Feature Engineering

Transforming raw data into meaningful inputs.

Feature Engineering

Feature engineering is the art and science of transforming raw data into meaningful inputs for your models. It's often said that better features beat better algorithms. A simple model with great features will outperform a complex model with mediocre features.

Think of it like cooking: the quality of your ingredients matters more than how fancy your kitchen equipment is.

Feature Selection

Not all features are useful. Some are irrelevant, redundant, or harmful. Feature selection keeps the good stuff and throws out the noise.

Filter methods: Evaluate features independently of the model. Use correlation coefficients, chi-squared tests, or mutual information. Fast but ignores feature interactions.

Wrapper methods: Use the model itself to evaluate feature subsets. Try different combinations and measure performance. Accurate but computationally expensive.

Embedded methods: The model selects features during training. L1 regularization (Lasso) drives irrelevant feature weights to zero. Fast and effective.


    Feature Selection Strategies
    ──────────────────────────────────────────────
    │                                             │
    │  Filter (fast)     Wrapper (accurate)       │
    │  ┌─────────┐       ┌─────────────┐         │
    │  │ Correl- │       │ Try subset  │         │
    │  │ ation   │       │ Train model │         │
    │  │ matrix  │       │ Measure acc │         │
    │  │ Remove  │       │ Repeat      │         │
    │  │ low corr│       │ Find best   │         │
    │  └─────────┘       └─────────────┘         │
    │       │                 │                   │
    │       └────────┬────────┘                   │
    │                ▼                            │
    │           Embedded                         │
    │           ┌──────────┐                     │
    │           │ L1 (Lasso│                     │
    │           │ weights  │                     │
    │           │ → zero   │                     │
    │           └──────────┘                     │
    ──────────────────────────────────────────────

Categorical Encoding

Machine learning models need numbers, but many features are categories — "red", "blue", "green" or "small", "medium", "large". How do you convert these?

Label encoding: Assign integers. red=0, blue=1, green=2. Simple but implies ordering (blue > red?), which may not exist.

One-hot encoding: Create binary columns for each category. red=[1,0,0], blue=[0,1,0], green=[0,0,1]. No false ordering, but creates many columns for high-cardinality features.

Target encoding: Replace category with the mean target value. For "color": average sale price for red, blue, green items. Handles high cardinality but risks overfitting.


    Encoding Comparison
    ──────────────────────────────────────────────
    │ Original: ["red", "blue", "green", "red"]   │
    │                                             │
    │ Label:    [0, 1, 2, 0]                      │
    │                                             │
    │ One-Hot:  [[1,0,0],                         │
    │            [0,1,0],                         │
    │            [0,0,1],                         │
    │            [1,0,0]]                         │
    │                                             │
    │ Target:   [250, 310, 280, 250]  ← prices   │
    ──────────────────────────────────────────────

Normalization & Scaling

Features on different scales confuse many algorithms.
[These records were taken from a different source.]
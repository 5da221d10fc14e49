//! Staging copies, mapping and texel comparison
//!
//! Readback goes through three types. A [`StagingImage`] is a fresh host-visible
//! mirror that has not been written. [`GpuContext::copy_to_staging`] consumes it,
//! copies the source into it in its own submission, waits for idle and returns a
//! [`Readback`]. Only a `Readback` can be mapped, and the resulting
//! [`MappedImage`] unmaps the buffer when it is dropped, whatever the exit path.

use crate::command::CommandSequence;
use crate::context::GpuContext;
use crate::error::{ConfigError, DeviceError, Result};
use crate::format::{Texel, TexelFormat};
use crate::image::{Image, ImageDescriptor, ImageUsage};
use std::marker::PhantomData;

/// Bytes per row of a staging copy, padded to the copy alignment
///
/// # Returns
/// `None` when the padded row does not fit in a `u32`
pub fn padded_row_stride(width: u32, format: TexelFormat) -> Option<u32> {
    width.checked_mul(format.block_size())?.checked_next_multiple_of(wgpu::COPY_BYTES_PER_ROW_ALIGNMENT)
}

/// A host-mappable mirror of one image layer, not yet written
#[derive(Debug)]
pub struct StagingImage {
    /// Debug name, also used as the buffer label
    name: String,
    /// Width of the mirrored layer in texels
    width: u32,
    /// Height of the mirrored layer in texels
    height: u32,
    /// Format of the mirrored image
    format: TexelFormat,
    /// Padded bytes per row
    row_stride: u32,
    /// `MAP_READ | COPY_DST` buffer holding the copied rows
    pub(crate) buffer: wgpu::Buffer,
}

impl StagingImage {
    pub fn name(&self) -> &str {
        &self.name
    }

    pub fn width(&self) -> u32 {
        self.width
    }

    pub fn height(&self) -> u32 {
        self.height
    }

    pub fn format(&self) -> TexelFormat {
        self.format
    }

    /// Distance in bytes between the starts of consecutive rows
    pub fn row_stride(&self) -> u32 {
        self.row_stride
    }

    pub(crate) fn check_mirrors(&self, source: &Image) -> std::result::Result<(), ConfigError> {
        let mismatch = |reason: String| ConfigError::StagingMismatch {
            image: source.name().to_string(),
            reason,
        };
        if (self.width, self.height) != (source.width(), source.height()) {
            return Err(mismatch(format!("staging is {}x{}, source is {}x{}", self.width, self.height, source.width(), source.height())));
        }
        if self.format != source.format() {
            return Err(mismatch(format!("staging format {:?}, source format {:?}", self.format, source.format())));
        }
        Ok(())
    }
}

/// A staging image whose copy has completed on the device
#[derive(Debug)]
pub struct Readback {
    staging: StagingImage,
}

impl Readback {
    pub fn staging(&self) -> &StagingImage {
        &self.staging
    }

    /// Maps the staging memory for reading as a grid of `T`
    pub fn map<T: Texel>(&mut self, context: &GpuContext) -> Result<MappedImage<'_, T>> {
        if T::FORMAT != self.staging.format {
            return Err(ConfigError::TexelTypeMismatch {
                requested: T::FORMAT,
                actual: self.staging.format,
            }
            .into());
        }

        let buffer = &self.staging.buffer;
        let slice = buffer.slice(..);
        let (sender, receiver) = futures_intrusive::channel::shared::oneshot_channel();
        slice.map_async(wgpu::MapMode::Read, move |result| {
            // The receiver only goes away if the wait below already failed.
            let _ = sender.send(result);
        });

        context.wait_for_idle()?;
        pollster::block_on(receiver.receive()).ok_or(DeviceError::MapAbandoned)?.map_err(DeviceError::from)?;

        tracing::debug!(staging = %self.staging.name, "staging image mapped");

        Ok(MappedImage {
            buffer,
            view: Some(slice.get_mapped_range()),
            width: self.staging.width,
            height: self.staging.height,
            row_stride: self.staging.row_stride,
            _texel: PhantomData,
        })
    }
}

/// A row-major texel grid over raw bytes with a row stride
#[derive(Debug, Clone, Copy)]
pub struct TexelGrid<'a, T> {
    bytes: &'a [u8],
    width: u32,
    height: u32,
    row_stride: u32,
    _texel: PhantomData<T>,
}

impl<'a, T: Texel> TexelGrid<'a, T> {
    /// Wraps `bytes`, which must hold `height` rows of `row_stride` bytes
    pub fn new(bytes: &'a [u8], width: u32, height: u32, row_stride: u32) -> Option<Self> {
        let row_bytes = width as usize * std::mem::size_of::<T>();
        let needed = if height == 0 { 0 } else { (height as usize - 1) * row_stride as usize + row_bytes };
        if (row_stride as usize) < row_bytes || bytes.len() < needed {
            return None;
        }
        Some(Self {
            bytes,
            width,
            height,
            row_stride,
            _texel: PhantomData,
        })
    }

    pub fn width(&self) -> u32 {
        self.width
    }

    pub fn height(&self) -> u32 {
        self.height
    }

    /// The texel at column `x` of row `y`
    pub fn get(&self, x: u32, y: u32) -> Option<T> {
        if x >= self.width || y >= self.height {
            return None;
        }
        let size = std::mem::size_of::<T>();
        let offset = y as usize * self.row_stride as usize + x as usize * size;
        Some(bytemuck::pod_read_unaligned(&self.bytes[offset..offset + size]))
    }

    /// One row of texels without the row padding
    pub fn row(&self, y: u32) -> impl Iterator<Item = T> + '_ {
        let size = std::mem::size_of::<T>();
        let range = if y < self.height {
            let start = y as usize * self.row_stride as usize;
            start..start + self.width as usize * size
        } else {
            0..0
        };
        self.bytes[range].chunks_exact(size).map(|chunk| bytemuck::pod_read_unaligned::<T>(chunk))
    }

    /// Counts texels not exactly equal to `expected`
    pub fn count_mismatches(&self, expected: T) -> u64 {
        (0..self.height).map(|y| self.row(y).filter(|texel| *texel != expected).count() as u64).sum()
    }

    /// Counts texels for which `is_mismatch` returns true, stopping at its first error
    pub fn try_count_mismatches<E>(&self, mut is_mismatch: impl FnMut(u32, u32, T) -> std::result::Result<bool, E>) -> std::result::Result<u64, E> {
        let mut count = 0;
        for y in 0..self.height {
            for (x, texel) in self.row(y).enumerate() {
                if is_mismatch(x as u32, y, texel)? {
                    count += 1;
                }
            }
        }
        Ok(count)
    }
}

/// A mapped staging resource; unmapped exactly once on drop
pub struct MappedImage<'a, T> {
    buffer: &'a wgpu::Buffer,
    view: Option<wgpu::BufferView<'a>>,
    width: u32,
    height: u32,
    row_stride: u32,
    _texel: PhantomData<T>,
}

impl<T: Texel> MappedImage<'_, T> {
    pub fn grid(&self) -> TexelGrid<'_, T> {
        let bytes: &[u8] = self.view.as_deref().unwrap_or(&[]);
        TexelGrid {
            bytes,
            width: self.width,
            height: self.height,
            row_stride: self.row_stride,
            _texel: PhantomData,
        }
    }

    pub fn width(&self) -> u32 {
        self.width
    }

    pub fn height(&self) -> u32 {
        self.height
    }

    pub fn get(&self, x: u32, y: u32) -> Option<T> {
        self.grid().get(x, y)
    }

    pub fn count_mismatches(&self, expected: T) -> u64 {
        self.grid().count_mismatches(expected)
    }

    pub fn try_count_mismatches<E>(&self, is_mismatch: impl FnMut(u32, u32, T) -> std::result::Result<bool, E>) -> std::result::Result<u64, E> {
        self.grid().try_count_mismatches(is_mismatch)
    }

    /// Releases the mapping now rather than at end of scope
    pub fn unmap(self) {}
}

impl<T> Drop for MappedImage<'_, T> {
    fn drop(&mut self) {
        // The view must be gone before the buffer can be unmapped.
        drop(self.view.take());
        self.buffer.unmap();
        tracing::debug!("staging image unmapped");
    }
}

impl GpuContext {
    /// Creates a staging mirror; usage must be exactly staging
    pub fn create_staging(&self, descriptor: &ImageDescriptor) -> Result<StagingImage> {
        descriptor.validate_extent()?;
        descriptor.usage.validate_staging(&descriptor.name)?;
        let limits = self.device.limits();
        descriptor.validate_limits(&limits)?;

        let row_stride = padded_row_stride(descriptor.width, descriptor.format).ok_or_else(|| ConfigError::ExtentTooLarge {
            name: descriptor.name.clone(),
            width: descriptor.width,
            height: descriptor.height,
            layers: descriptor.layers,
            max_dimension: limits.max_texture_dimension_2d,
            max_layers: limits.max_texture_array_layers,
        })?;
        let buffer = self.validated("creating staging resource", |device| {
            device.create_buffer(&wgpu::BufferDescriptor {
                label: Some(&descriptor.name),
                size: row_stride as u64 * descriptor.height as u64,
                usage: wgpu::BufferUsages::COPY_DST | wgpu::BufferUsages::MAP_READ,
                mapped_at_creation: false,
            })
        })?;

        Ok(StagingImage {
            name: descriptor.name.clone(),
            width: descriptor.width,
            height: descriptor.height,
            format: descriptor.format,
            row_stride,
            buffer,
        })
    }

    /// Creates a staging mirror matching `image`'s extent and format
    pub fn create_staging_for(&self, image: &Image) -> Result<StagingImage> {
        self.create_staging(&image.descriptor().mirror(format!("{} staging", image.name()), ImageUsage::STAGING))
    }

    /// Copies one layer of `source` into `staging` and waits for the copy
    ///
    /// The copy is its own one-shot submission followed by a wait for idle.
    ///
    /// # Arguments
    /// * `source` - Image to read back
    /// * `layer` - Array layer of `source` to copy
    /// * `staging` - A fresh mirror with the same extent and format
    ///
    /// # Returns
    /// A [`Readback`] that can be mapped for host reads
    pub fn copy_to_staging(&self, source: &Image, layer: u32, staging: StagingImage) -> Result<Readback> {
        let recorded = {
            let mut sequence = CommandSequence::begin(self, format!("copy {} to staging", source.name()));
            sequence.copy_image_to_staging(source, layer, &staging)?;
            sequence.end()?
        };
        let _submission = self.submit(recorded);
        self.wait_for_idle()?;

        tracing::debug!(source = %source.name(), layer, "staging copy completed");
        Ok(Readback { staging })
    }

    /// Copies `image` to a fresh staging mirror and counts texels unequal to `expected`
    ///
    /// # Returns
    /// The number of mismatching texels; zero means every texel equals `expected`
    pub fn count_texels_not_filled<T: Texel>(&self, image: &Image, layer: u32, expected: T) -> Result<u64> {
        let staging = self.create_staging_for(image)?;
        let mut readback = self.copy_to_staging(image, layer, staging)?;
        let mapped = readback.map::<T>(self)?;
        Ok(mapped.count_mismatches(expected))
    }
}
A salary of 50,000 and an age of 30 — the salary dominates simply because the numbers are bigger.

Min-Max scaling: Rescale to [0,1]. New = (old - min) / (max - min). Preserves distribution shape but sensitive to outliers.

Standardization (Z-score): Transform to mean=0, std=1. New = (old - mean) / std. Less sensitive to outliers. Default choice for most algorithms.

Robust scaling: Uses median and IQR instead of mean and std. Best when you have significant outliers.


    Scaling Example
    ──────────────────────────────────────────────
    │ Feature: Salary ($30k - $150k)              │
    │                                             │
    │ Raw:      [30000, 50000, 80000, 150000]    │
    │ MinMax:   [0.0, 0.17, 0.42, 1.0]          │
    │ Z-Score:  [-1.2, -0.6, 0.2, 1.6]          │
    │                                             │
    │ Feature: Age (18 - 65)                      │
    │                                             │
    │ Raw:      [18, 25, 35, 65]                 │
    │ MinMax:   [0.0, 0.15, 0.36, 1.0]          │
    │ Z-Score:  [-1.3, -0.7, 0.1, 1.9]          │
    │                                             │
    │ After scaling: both features have           │
    │ similar ranges and equal influence          │
    ──────────────────────────────────────────────

Dimensionality Reduction

Too many features cause the "curse of dimensionality" — models overfit, training slows, and visualization becomes impossible. Dimensionality reduction finds a lower-dimensional representation that preserves the important information.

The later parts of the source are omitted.